The combined data holds the promise of providing a wealth of information to farmers, including data about crop yield, soil conditions, irrigation and fertilization needs; canopy growth and the color and maturity of grapes. Additionally, digital mapping can help farmers balance quality and quantity of their crops; manage and direct harvesting operations; and help them pinpoint the varying soil conditions and needs throughout their vineyards. “This project exemplifies what the specialty crop industry has been looking for from SCRI,” said John Aguirre, President of the California Association of Winegrape Growers, and Chairman of the NGWI Board. “Because of grower involvement from day one, it reflects an industry-driven research agenda to ensure the outcome will be relevant and valuable to the nation’s grape growers and ultimately American consumers.”

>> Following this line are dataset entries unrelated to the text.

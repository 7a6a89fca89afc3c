//! Error types shared across the courier backend

use thiserror::Error;

pub type Result<T> = std::result::Result<T, CourierError>;

#[derive(Error, Debug)]
pub enum CourierError {
    #[error("configuration error: {0}")]
    Config(String),

    #[error("database error: {0}")]
    Database(String),

    #[error("kv store error: {0}")]
    Kv(String),

    #[error("network error: {0}")]
    Network(String),

    #[error("validation error: {0}")]
    Validation(String),

    #[error("not found: {0}")]
    NotFound(String),

    #[error("conflict: {0}")]
    Conflict(String),

    #[error("service unavailable: {0}")]
    Unavailable(String),

    #[error("internal error: {0}")]
    Internal(String),
}

impl CourierError {
    pub fn status_code(&self) -> u16 {
        match self {
            Self::Validation(_) => 400,
            Self::NotFound(_) => 404,
            Self::Conflict(_) => 409,
            Self::Unavailable(_) => 503,
            _ => 500,
        }
    }

    pub fn error_code(&self) -> &'static str {
        match self {
            Self::Config(_) => "CONFIG_ERROR",
            Self::Database(_) => "DATABASE_ERROR",
            Self::Kv(_) => "KV_ERROR",
            Self::Network(_) => "NETWORK_ERROR",
            Self::Validation(_) => "VALIDATION_ERROR",
            Self::NotFound(_) => "NOT_FOUND",
            Self::Conflict(_) => "CONFLICT",
            Self::Unavailable(_) => "UNAVAILABLE",
            Self::Internal(_) => "INTERNAL_ERROR",
        }
    }
}

impl From<std::io::Error> for CourierError {
    fn from(err: std::io::Error) -> Self {
        CourierError::Internal(err.to_string())
    }
}
//! Channel resolver & cache (spec §1 component 1, §4.E algorithm)
//!
//! [`cache::ChannelCache`] only implements the in-memory half of the
//! contract; this module adds the database fallback the algorithm
//! paragraph in spec §4.E describes: an expired hit still goes to the
//! database, a `not-found` database response evicts the entry, and a
//! database error on an expired entry returns the stale value instead
//! of failing the caller.

use std::future::Future;
use std::sync::Arc;
use uuid::Uuid;

use crate::cache::{CacheError, ChannelCache};
use crate::error::{BackendError, Result};
use crate::models::{Channel, ChannelRole, ConfigMap, LogPolicy};

/// Outcome of a single database lookup, independent of how it was
/// performed — lets the orchestration below be tested without Postgres.
pub(crate) enum FetchOutcome {
    Found(Channel),
    NotFound,
    Failed,
}

/// Runs the §4.E algorithm against a cache and an injected fetch step.
/// Kept free of any I/O type so it can be driven by a fake fetch
/// closure in tests.
pub(crate) async fn resolve<F, Fut>(
    cache: &ChannelCache,
    channel_type: &str,
    uuid: Uuid,
    fetch: F,
) -> Result<Arc<Channel>>
where
    F: FnOnce() -> Fut,
    Fut: Future<Output = FetchOutcome>,
{
    match cache.get(channel_type, uuid) {
        Ok(channel) => return Ok(channel),
        Err(CacheError::WrongType) => {
            return Err(BackendError::Validation(format!(
                "channel {uuid} is not of type {channel_type}"
            )))
        }
        Err(CacheError::NotFound) => {}
        Err(CacheError::Expired(stale)) => {
            return match fetch().await {
                FetchOutcome::Found(channel) => {
                    cache.put(channel.clone());
                    Ok(Arc::new(channel))
                }
                FetchOutcome::NotFound => {
                    cache.invalidate_uuid(uuid);
                    Err(BackendError::NotFound(format!("channel {uuid} not found")))
                }
                // Availability over freshness under dependency failure.
                FetchOutcome::Failed => Ok(stale),
            };
        }
    }

    match fetch().await {
        FetchOutcome::Found(channel) => {
            cache.put(channel.clone());
            Ok(Arc::new(channel))
        }
        FetchOutcome::NotFound => Err(BackendError::NotFound(format!("channel {uuid} not found"))),
        FetchOutcome::Failed => Err(BackendError::Transient(format!("channel {uuid} lookup failed"))),
    }
}

/// Address-keyed sibling of [`resolve`]: same availability-over-
/// freshness contract, just evicting/looking up by address instead
/// of uuid since that is the only key callers have before a channel
/// is known.
async fn resolve_by_address<F, Fut>(
    cache: &ChannelCache,
    channel_type: &str,
    address: &str,
    fetch: F,
) -> Result<Arc<Channel>>
where
    F: FnOnce() -> Fut,
    Fut: Future<Output = FetchOutcome>,
{
    match cache.get_by_address(channel_type, address) {
        Ok(channel) => return Ok(channel),
        Err(CacheError::WrongType) => {
            return Err(BackendError::Validation(format!(
                "channel at address {address} is not of type {channel_type}"
            )))
        }
        Err(CacheError::NotFound) => {}
        Err(CacheError::Expired(stale)) => {
            return match fetch().await {
                FetchOutcome::Found(channel) => {
                    cache.put(channel.clone());
                    Ok(Arc::new(channel))
                }
                FetchOutcome::NotFound => {
                    cache.invalidate_address(channel_type, address);
                    Err(BackendError::NotFound(format!("channel at {address} not found")))
                }
                // Availability over freshness under dependency failure.
                FetchOutcome::Failed => Ok(stale),
            };
        }
    }

    match fetch().await {
        FetchOutcome::Found(channel) => {
            cache.put(channel.clone());
            Ok(Arc::new(channel))
        }
        FetchOutcome::NotFound => Err(BackendError::NotFound(format!("channel at {address} not found"))),
        FetchOutcome::Failed => Err(BackendError::Transient(format!(
            "channel lookup by address {address} failed"
        ))),
    }
}

pub struct ChannelResolver {
    pool: courier_db::PgPool,
    cache: Arc<ChannelCache>,
}

impl ChannelResolver {
    pub fn new(pool: courier_db::PgPool, cache: Arc<ChannelCache>) -> Self {
        Self { pool, cache }
    }

    pub fn cache(&self) -> &Arc<ChannelCache> {
        &self.cache
    }

    pub async fn get(&self, channel_type: &str, uuid: Uuid) -> Result<Arc<Channel>> {
        let pool = &self.pool;
        resolve(&self.cache, channel_type, uuid, || fetch_by_uuid(pool, uuid)).await
    }

    pub async fn get_by_address(&self, channel_type: &str, address: &str) -> Result<Arc<Channel>> {
        let pool = &self.pool;
        resolve_by_address(&self.cache, channel_type, address, || {
            fetch_by_address(pool, channel_type, address)
        })
        .await
    }
}

async fn fetch_by_uuid(pool: &courier_db::PgPool, uuid: Uuid) -> FetchOutcome {
    let conn = match pool.get().await {
        Ok(c) => c,
        Err(_) => return FetchOutcome::Failed,
    };
    let row = conn
        .query_opt(
            "SELECT id, uuid, channel_type, org_id, name, address, country, schemes, roles, \
             config, org_config, org_is_anon, log_policy, is_active \
             FROM channels_channel WHERE uuid = $1",
            &[&uuid],
        )
        .await;

    match row {
        Ok(Some(r)) => FetchOutcome::Found(channel_from_row(&r)),
        Ok(None) => FetchOutcome::NotFound,
        Err(_) => FetchOutcome::Failed,
    }
}

async fn fetch_by_address(pool: &courier_db::PgPool, channel_type: &str, address: &str) -> FetchOutcome {
    let conn = match pool.get().await {
        Ok(c) => c,
        Err(_) => return FetchOutcome::Failed,
    };
    let row = conn
        .query_opt(
            "SELECT id, uuid, channel_type, org_id, name, address, country, schemes, roles, \
             config, org_config, org_is_anon, log_policy, is_active \
             FROM channels_channel WHERE channel_type = $1 AND address = $2",
            &[&channel_type, &address],
        )
        .await;

    match row {
        Ok(Some(r)) => FetchOutcome::Found(channel_from_row(&r)),
        Ok(None) => FetchOutcome::NotFound,
        Err(_) => FetchOutcome::Failed,
    }
}

fn channel_from_row(row: &tokio_postgres::Row) -> Channel {
    let roles: Vec<String> = row.get(8);
    let log_policy: String = row.get(12);

    Channel {
        id: row.get(0),
        uuid: row.get(1),
        channel_type: row.get(2),
        org_id: row.get(3),
        name: row.get(4),
        address: row.get(5),
        country: row.get(6),
        schemes: row.get(7),
        roles: roles.iter().filter_map(|r| role_from_code(r)).collect(),
        config: row
            .get::<_, Option<serde_json::Value>>(9)
            .and_then(|v| serde_json::from_value(v).ok())
            .unwrap_or_else(ConfigMap::default),
        org_config: row
            .get::<_, Option<serde_json::Value>>(10)
            .and_then(|v| serde_json::from_value(v).ok())
            .unwrap_or_else(ConfigMap::default),
        org_is_anon: row.get(11),
        log_policy: log_policy_from_code(&log_policy),
        is_active: row.get(13),
    }
}

fn role_from_code(code: &str) -> Option<ChannelRole> {
    match code {
        "R" => Some(ChannelRole::Receive),
        "S" => Some(ChannelRole::Send),
        "C" => Some(ChannelRole::Call),
        "A" => Some(ChannelRole::Answer),
        "U" => Some(ChannelRole::UssdSide),
        _ => None,
    }
}

fn log_policy_from_code(code: &str) -> LogPolicy {
    match code {
        "E" => LogPolicy::Errors,
        "A" => LogPolicy::All,
        _ => LogPolicy::None,
    }
}

#[cfg(test)]
mod tests {
    use super::*;
    use crate::models::ConfigMap;

    fn sample_channel(uuid: Uuid) -> Channel {
        Channel {
            id: 101,
            uuid,
            channel_type: "KN".into(),
            org_id: 1,
            name: "test".into(),
            address: "2020".into(),
            country: "RW".into(),
            schemes: vec!["tel".into()],
            roles: vec![ChannelRole::Send],
            config: ConfigMap::default(),
            org_config: ConfigMap::default(),
            org_is_anon: false,
            log_policy: LogPolicy::All,
            is_active: true,
        }
    }

    /// Property 6 — expired entry, database unavailable: stale value wins.
    #[tokio::test]
    async fn expired_entry_survives_database_failure() {
        let cache = ChannelCache::new();
        let uuid = Uuid::new_v4();
        cache.put_aged(sample_channel(uuid), std::time::Duration::from_secs(61));

        let result = resolve(&cache, "KN", uuid, || async { FetchOutcome::Failed }).await;
        assert!(result.is_ok());
        assert_eq!(result.unwrap().uuid, uuid);
    }

    /// Property 6 — expired entry, database reports not-found: evicted.
    #[tokio::test]
    async fn expired_entry_evicted_on_database_not_found() {
        let cache = ChannelCache::new();
        let uuid = Uuid::new_v4();
        cache.put_aged(sample_channel(uuid), std::time::Duration::from_secs(61));

        let result = resolve(&cache, "KN", uuid, || async { FetchOutcome::NotFound }).await;
        assert!(matches!(result, Err(BackendError::NotFound(_))));
        assert!(matches!(cache.get("KN", uuid), Err(CacheError::NotFound)));
    }

    /// Property 6 — cache miss, database has it: cached for next read.
    #[tokio::test]
    async fn miss_then_found_populates_cache() {
        let cache = ChannelCache::new();
        let uuid = Uuid::new_v4();
        let channel = sample_channel(uuid);

        let result = resolve(&cache, "KN", uuid, || async { FetchOutcome::Found(channel) }).await;
        assert!(result.is_ok());
        assert!(cache.get("KN", uuid).is_ok());
    }

    /// Property 6, address path — expired hit, database unavailable:
    /// stale value wins. Mirrors `expired_entry_survives_database_failure`
    /// but through `get_by_address`'s `resolve_by_address` helper.
    #[tokio::test]
    async fn expired_address_hit_survives_database_failure() {
        let cache = ChannelCache::new();
        let uuid = Uuid::new_v4();
        cache.put_aged(sample_channel(uuid), std::time::Duration::from_secs(61));

        let result = resolve_by_address(&cache, "KN", "2020", || async { FetchOutcome::Failed }).await;
        assert!(result.is_ok());
        assert_eq!(result.unwrap().uuid, uuid);
    }

    /// Property 6, address path — expired hit, database reports
    /// not-found: evicted from both cache indexes.
    #[tokio::test]
    async fn expired_address_hit_evicted_on_database_not_found() {
        let cache = ChannelCache::new();
        let uuid = Uuid::new_v4();
        cache.put_aged(sample_channel(uuid), std::time::Duration::from_secs(61));

        let result = resolve_by_address(&cache, "KN", "2020", || async { FetchOutcome::NotFound }).await;
        assert!(matches!(result, Err(BackendError::NotFound(_))));
        assert!(matches!(cache.get_by_address("KN", "2020"), Err(CacheError::NotFound)));
    }

    #[tokio::test]
    async fn wrong_type_never_touches_database() {
        let cache = ChannelCache::new();
        let uuid = Uuid::new_v4();
        cache.put(sample_channel(uuid));

        let result = resolve(&cache, "EX", uuid, || async {
            panic!("database should not be consulted for a wrong-type hit")
        })
        .await;
        assert!(matches!(result, Err(BackendError::Validation(_))));
    }
}
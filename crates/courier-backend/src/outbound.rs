//! Outbound status path (spec §4.H)

use async_trait::async_trait;
use chrono::{Duration as ChronoDuration, Utc};
use courier_db::PgPool;
use std::sync::Arc;
use std::time::Duration;
use tracing::{error, warn};

use crate::batcher::{BatchSink, Batcher, BatcherConfig};
use crate::error::{BackendError, Result};
use crate::kv::KvClient;
use crate::models::{MsgStatus, StatusUpdate};
use crate::spool::{Spool, SpoolKind};
use crate::stats::Stats;

/// `write_status(update) -> err`: pushed through the batcher, drained
/// in batches of up to 1000 every 500ms (spec §4.D sizing for §4.H).
pub struct OutboundWriter {
    batcher: Batcher<StatusUpdate>,
}

struct StatusSink {
    pool: PgPool,
    spool: Arc<Spool>,
    stats: Arc<Stats>,
    kv: KvClient,
}

#[async_trait]
impl BatchSink<StatusUpdate> for StatusSink {
    async fn write(&self, items: Vec<StatusUpdate>) {
        let resolved = match self.resolve_external_ids(items).await {
            Ok(r) => r,
            Err(e) => {
                error!(error = %e, "failed to resolve external ids for status batch");
                return;
            }
        };

        if let Err(e) = self.apply_batch(&resolved).await {
            warn!(error = %e, "bulk status update failed, retrying one at a time");
            for update in resolved {
                if let Err(e) = self.apply_one(&update).await {
                    error!(error = %e, "status update failed after retry, spooling");
                    self.spool_one(&update);
                }
            }
        }
    }
}

impl StatusSink {
    /// Updates carrying only an external id are resolved to a msg id
    /// via bulk SELECT. Unresolved updates are dropped from the batch
    /// (not an error; the message may not exist yet) and counted.
    async fn resolve_external_ids(&self, items: Vec<StatusUpdate>) -> Result<Vec<StatusUpdate>> {
        let (with_id, needs_resolution): (Vec<_>, Vec<_>) =
            items.into_iter().partition(|u| u.msg_id.is_some());

        if needs_resolution.is_empty() {
            return Ok(with_id);
        }

        let conn = self.pool.get().await?;
        let mut resolved = with_id;
        for mut update in needs_resolution {
            let external_id = update.external_id.clone().unwrap_or_default();
            let row = conn
                .query_opt(
                    "SELECT id FROM msgs_msg WHERE channel_id = $1 AND external_id = $2",
                    &[&update.channel_id, &external_id],
                )
                .await
                .map_err(|e| BackendError::Transient(e.to_string()))?;

            match row {
                Some(r) => {
                    update.msg_id = Some(r.get(0));
                    resolved.push(update);
                }
                None => {
                    self.stats.statuses_unresolved.inc();
                    warn!(external_id, channel_id = update.channel_id, "status update unresolved");
                }
            }
        }
        Ok(resolved)
    }

    async fn apply_batch(&self, updates: &[StatusUpdate]) -> Result<()> {
        let conn = self.pool.get().await?;
        for update in updates {
            self.apply_with_conn(&conn, update).await?;
        }
        Ok(())
    }

    async fn apply_one(&self, update: &StatusUpdate) -> Result<()> {
        let conn = self.pool.get().await?;
        self.apply_with_conn(&conn, update).await
    }

    /// Encodes the status state machine from spec §4.H as a single
    /// statement per message (`sqlUpdateMsgByID`).
    async fn apply_with_conn(&self, conn: &deadpool_postgres::Object, update: &StatusUpdate) -> Result<()> {
        self.migrate_urn(conn, update).await?;

        let msg_id = update.msg_id.ok_or_else(|| BackendError::Validation("msg_id required".into()))?;

        let row = conn
            .query_opt("SELECT status, error_count FROM msgs_msg WHERE id = $1", &[&msg_id])
            .await
            .map_err(|e| BackendError::Transient(e.to_string()))?
            .ok_or_else(|| BackendError::NotFound(format!("msg {msg_id} not found")))?;
        let prior_status: String = row.get(0);
        let prior_error_count: i32 = row.get(1);

        let transition = next_transition(&prior_status, prior_error_count, update.status);

        let status_code = status_code(transition.status).to_string();
        let external_id = update.external_id.as_ref().filter(|s| !s.is_empty());

        conn.execute(
            "UPDATE msgs_msg SET \
                status = $2, \
                error_count = $3, \
                next_attempt = $4, \
                failed_reason = $5, \
                sent_on = CASE WHEN $6 THEN coalesce(sent_on, now()) ELSE sent_on END, \
                external_id = coalesce($7, external_id), \
                log_uuids = array_append(log_uuids, $8), \
                modified_on = now() \
             WHERE id = $1 AND direction = 'O'",
            &[
                &msg_id,
                &status_code,
                &transition.error_count,
                &transition.next_attempt,
                &transition.failed_reason.map(|c| c.to_string()),
                &transition.set_sent_on,
                &external_id,
                &update.log_uuid,
            ],
        )
        .await
        .map_err(|e| BackendError::Transient(e.to_string()))?;

        if let (MsgStatus::Errored, Some(next_attempt)) = (transition.status, transition.next_attempt) {
            self.flag_rate_limit(update.channel_uuid, next_attempt).await;
        }

        Ok(())
    }

    /// Best-effort: marks the channel rate-limited until its next retry
    /// is due, so the (external) dispatcher backs off the whole channel
    /// instead of hammering a vendor that just errored (spec §7). A KV
    /// failure here must not fail the status write itself.
    async fn flag_rate_limit(&self, channel_uuid: uuid::Uuid, next_attempt: chrono::DateTime<Utc>) {
        let ttl = rate_limit_ttl_for(next_attempt, Utc::now());
        if ttl.is_zero() {
            return;
        }
        if let Err(e) = self.kv.set_rate_limited(channel_uuid, ttl).await {
            warn!(error = %e, %channel_uuid, "failed to set channel rate-limit flag");
        }
    }

    /// Moves `old_urn` to `new_urn`'s identity/path in place (spec
    /// §4.H, §4.F step 5): the same `contacts_contacturn` row keeps
    /// its contact, priority and channel, only its identity changes.
    /// No-op when the update carries no migration.
    async fn migrate_urn(&self, conn: &deadpool_postgres::Object, update: &StatusUpdate) -> Result<()> {
        let (Some(old_urn), Some(new_urn)) = (&update.old_urn, &update.new_urn) else {
            return Ok(());
        };

        let new_path = urn_path(new_urn);

        let updated = conn
            .execute(
                "UPDATE contacts_contacturn SET identity = $3, path = $4 \
                 WHERE identity = $2 \
                 AND org_id = (SELECT org_id FROM channels_channel WHERE id = $1)",
                &[&update.channel_id, old_urn, new_urn, &new_path],
            )
            .await
            .map_err(|e| BackendError::Transient(e.to_string()))?;

        if updated == 0 {
            warn!(old_urn, new_urn, "urn migration found no matching urn to move");
        }

        Ok(())
    }

    fn spool_one(&self, update: &StatusUpdate) {
        match serde_json::to_vec(update) {
            Ok(bytes) => {
                if let Err(e) = self.spool.write(SpoolKind::Statuses, &bytes) {
                    error!(error = %e, "failed to spool status update");
                }
            }
            Err(e) => error!(error = %e, "failed to serialize status update for spool"),
        }
    }
}

struct Transition {
    status: MsgStatus,
    error_count: i32,
    next_attempt: Option<chrono::DateTime<Utc>>,
    failed_reason: Option<char>,
    set_sent_on: bool,
}

/// Pure decision step of the §4.H state machine, kept separate from
/// `apply_with_conn` so the error-count/failed-promotion logic can be
/// exercised without a database.
fn next_transition(prior_status: &str, prior_error_count: i32, new_status: MsgStatus) -> Transition {
    match new_status {
        MsgStatus::Wired | MsgStatus::Sent | MsgStatus::Delivered => Transition {
            status: new_status,
            error_count: prior_error_count,
            next_attempt: None,
            failed_reason: None,
            set_sent_on: true,
        },
        MsgStatus::Errored => {
            // threshold is checked against the count *before* this
            // increment: the third errored update is the one that
            // flips status to failed, not the second.
            let new_count = prior_error_count + 1;
            if prior_status == "F" || prior_error_count >= 2 {
                Transition {
                    status: MsgStatus::Failed,
                    error_count: new_count,
                    next_attempt: None,
                    failed_reason: Some('E'),
                    set_sent_on: false,
                }
            } else {
                let next = Utc::now() + ChronoDuration::minutes(5 * new_count as i64);
                Transition {
                    status: MsgStatus::Errored,
                    error_count: new_count,
                    next_attempt: Some(next),
                    failed_reason: None,
                    set_sent_on: false,
                }
            }
        }
        other => Transition {
            status: other,
            error_count: prior_error_count,
            next_attempt: None,
            failed_reason: None,
            set_sent_on: false,
        },
    }
}

/// The path half of a `scheme:path` identity string. Split once so a
/// path that itself contains a colon (e.g. a `tel:` URN with an
/// extension) is not truncated.
fn urn_path(identity: &str) -> &str {
    identity.split_once(':').map(|(_, path)| path).unwrap_or("")
}

/// Clamps a retry-at timestamp that may already be in the past (a
/// slow batch catching up) down to a zero TTL instead of erroring.
fn rate_limit_ttl_for(next_attempt: chrono::DateTime<Utc>, now: chrono::DateTime<Utc>) -> Duration {
    (next_attempt - now).to_std().unwrap_or(Duration::ZERO)
}

fn status_code(status: MsgStatus) -> char {
    match status {
        MsgStatus::Pending => 'P',
        MsgStatus::Queued => 'Q',
        MsgStatus::Wired => 'W',
        MsgStatus::Sent => 'S',
        MsgStatus::Delivered => 'D',
        MsgStatus::Errored => 'E',
        MsgStatus::Failed => 'F',
    }
}

impl OutboundWriter {
    pub fn start(pool: PgPool, spool: Arc<Spool>, stats: Arc<Stats>, kv: KvClient) -> Self {
        let sink = Arc::new(StatusSink { pool, spool, stats, kv });
        let batcher = Batcher::start(BatcherConfig::new(1000, 1000, Duration::from_millis(500)), sink);
        Self { batcher }
    }

    pub fn write_status(&self, update: StatusUpdate) -> Result<()> {
        update.validate_urn_migration()?;
        if !update.is_well_formed() {
            return Err(BackendError::Validation(
                "status update requires msg id or external id".into(),
            ));
        }
        self.batcher.queue(update);
        Ok(())
    }

    pub async fn shutdown(self) {
        self.batcher.shutdown().await;
    }
}

#[cfg(test)]
mod tests {
    use super::*;

    #[test]
    fn urn_path_splits_on_first_colon_only() {
        assert_eq!(urn_path("tel:+12065551234"), "+12065551234");
        assert_eq!(urn_path("tel:+1:ext9"), "+1:ext9");
        assert_eq!(urn_path("no-colon"), "");
    }

    #[test]
    fn rate_limit_ttl_tracks_the_retry_delay() {
        let now = Utc::now();
        let ttl = rate_limit_ttl_for(now + ChronoDuration::minutes(10), now);
        assert_eq!(ttl.as_secs(), 600);
    }

    #[test]
    fn rate_limit_ttl_clamps_past_timestamps_to_zero() {
        let now = Utc::now();
        let ttl = rate_limit_ttl_for(now - ChronoDuration::minutes(1), now);
        assert_eq!(ttl, Duration::ZERO);
    }

    #[test]
    fn status_code_maps_each_variant() {
        assert_eq!(status_code(MsgStatus::Delivered), 'D');
        assert_eq!(status_code(MsgStatus::Failed), 'F');
    }

    /// Scenario D — send msg 500, then three `errored` updates in a row.
    #[test]
    fn scenario_d_errored_progression_to_failed() {
        let first = next_transition("W", 0, MsgStatus::Errored);
        assert_eq!(first.status, MsgStatus::Errored);
        assert_eq!(first.error_count, 1);
        assert!(first.next_attempt.is_some());

        let second = next_transition("E", 1, MsgStatus::Errored);
        assert_eq!(second.status, MsgStatus::Errored);
        assert_eq!(second.error_count, 2);
        let first_delay = first.next_attempt.unwrap() - Utc::now();
        let second_delay = second.next_attempt.unwrap() - Utc::now();
        assert!(second_delay > first_delay);

        let third = next_transition("E", 2, MsgStatus::Errored);
        assert_eq!(third.status, MsgStatus::Failed);
        assert_eq!(third.failed_reason, Some('E'));
        assert_eq!(third.error_count, 3);
    }

    /// Property 4 — once a message is `failed`, further `errored`
    /// updates keep it `failed` rather than resetting the progression.
    #[test]
    fn status_monotonicity_failed_is_sticky() {
        let after_failed = next_transition("F", 3, MsgStatus::Errored);
        assert_eq!(after_failed.status, MsgStatus::Failed);
        assert_eq!(after_failed.failed_reason, Some('E'));
    }

    /// Property 4 — `delivered` always sets `sent_on`.
    #[test]
    fn status_monotonicity_delivered_sets_sent_on() {
        let t = next_transition("S", 0, MsgStatus::Delivered);
        assert!(t.set_sent_on);
        assert_eq!(t.status, MsgStatus::Delivered);
    }
}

Speaking of packaging, Pepsi has officially confirmed the long-awaited creation of Pepsi Perfect – the soda Marty McFly orders in the second installment of one of the most beloved trilogies in motion-picture history. The fantastical cola, made famous by the film, will officially be available on October 21, 2015, paying homage to the date Marty McFly travels to in the future.

“Pepsi fans asked and we heard them loud and clear,” says Lou Arbetter, senior director of marketing, PepsiCo. “The Back to the Future trilogy was as big a moment in pop culture history then as it is now, 30 years later. We are excited to be part of this moment and to bring fans something only Pepsi could deliver – and there’s no need to wait – the future is now!”

Pepsi will make the future a reality on October 21, 2015 and unlock limited quantities of Pepsi Perfect, available for purchase online while supplies last. Fans located in the U.S. can get their hands on 1 of 6,500 Pepsi Perfect bottles, each outfitted in a special collectible case. The 16.9 oz. bottles will contain Pepsi Made with Real Sugar and will sell for $20.15.

While the clock counts down to October 21, New York Comic Con ticket holders will step into a Pepsi Perfect world as they enter the Javits Center on Thursday, October 8. From sponsoring a Back to the Future focused panel to creating a Café 80’s inspired booth featuring a DeLorean and Wild Gunman arcade game, Pepsi Perfect will bring to life the magical world created by Back to the Future Part II.

I just read about a new specialized catheter that can fix holes in the heart using a biodegradable adhesive and patch, eliminating the need for open heart surgery in animal studies.

Researchers from Boston Children’s Hospital, the Wyss Institute for Biologically Inspired Engineering at Harvard University, Harvard John A. Paulson School of Engineering and Applied Sciences (SEAS) and the Karp Lab at Brigham and Women’s Hospital jointly worked on the project and recently published their findings in the Science Translational Medicine.

Although the patch was created last winter, researchers wanted a way to deliver the patch without open heart surgery. That’s when the catheter was created.

The catheter device utilizes UV light technology and can be used to place the patch in a beating heart.

According to a press release, the catheter is inserted through a vein in the neck or groin and directed to the defect within the heart. Once the catheter is in place, the clinician opens two positioning balloons: one around the front end of the catheter, passing through the hole, and one on the other side of the heart wall.

The clinician then deploys the patch and turns on the catheter’s UV light. The light reflects off of the balloon’s shiny interior and activates the patch’s adhesive coating. As the glue cures, pressure from the positioning balloons on either side of the patch help secure it in place.

Finally, both balloons are deflated and the catheter is withdrawn. Over time, normal tissue growth resumes and heart tissue grows over the patch. The patch itself dissolves when it is no longer needed.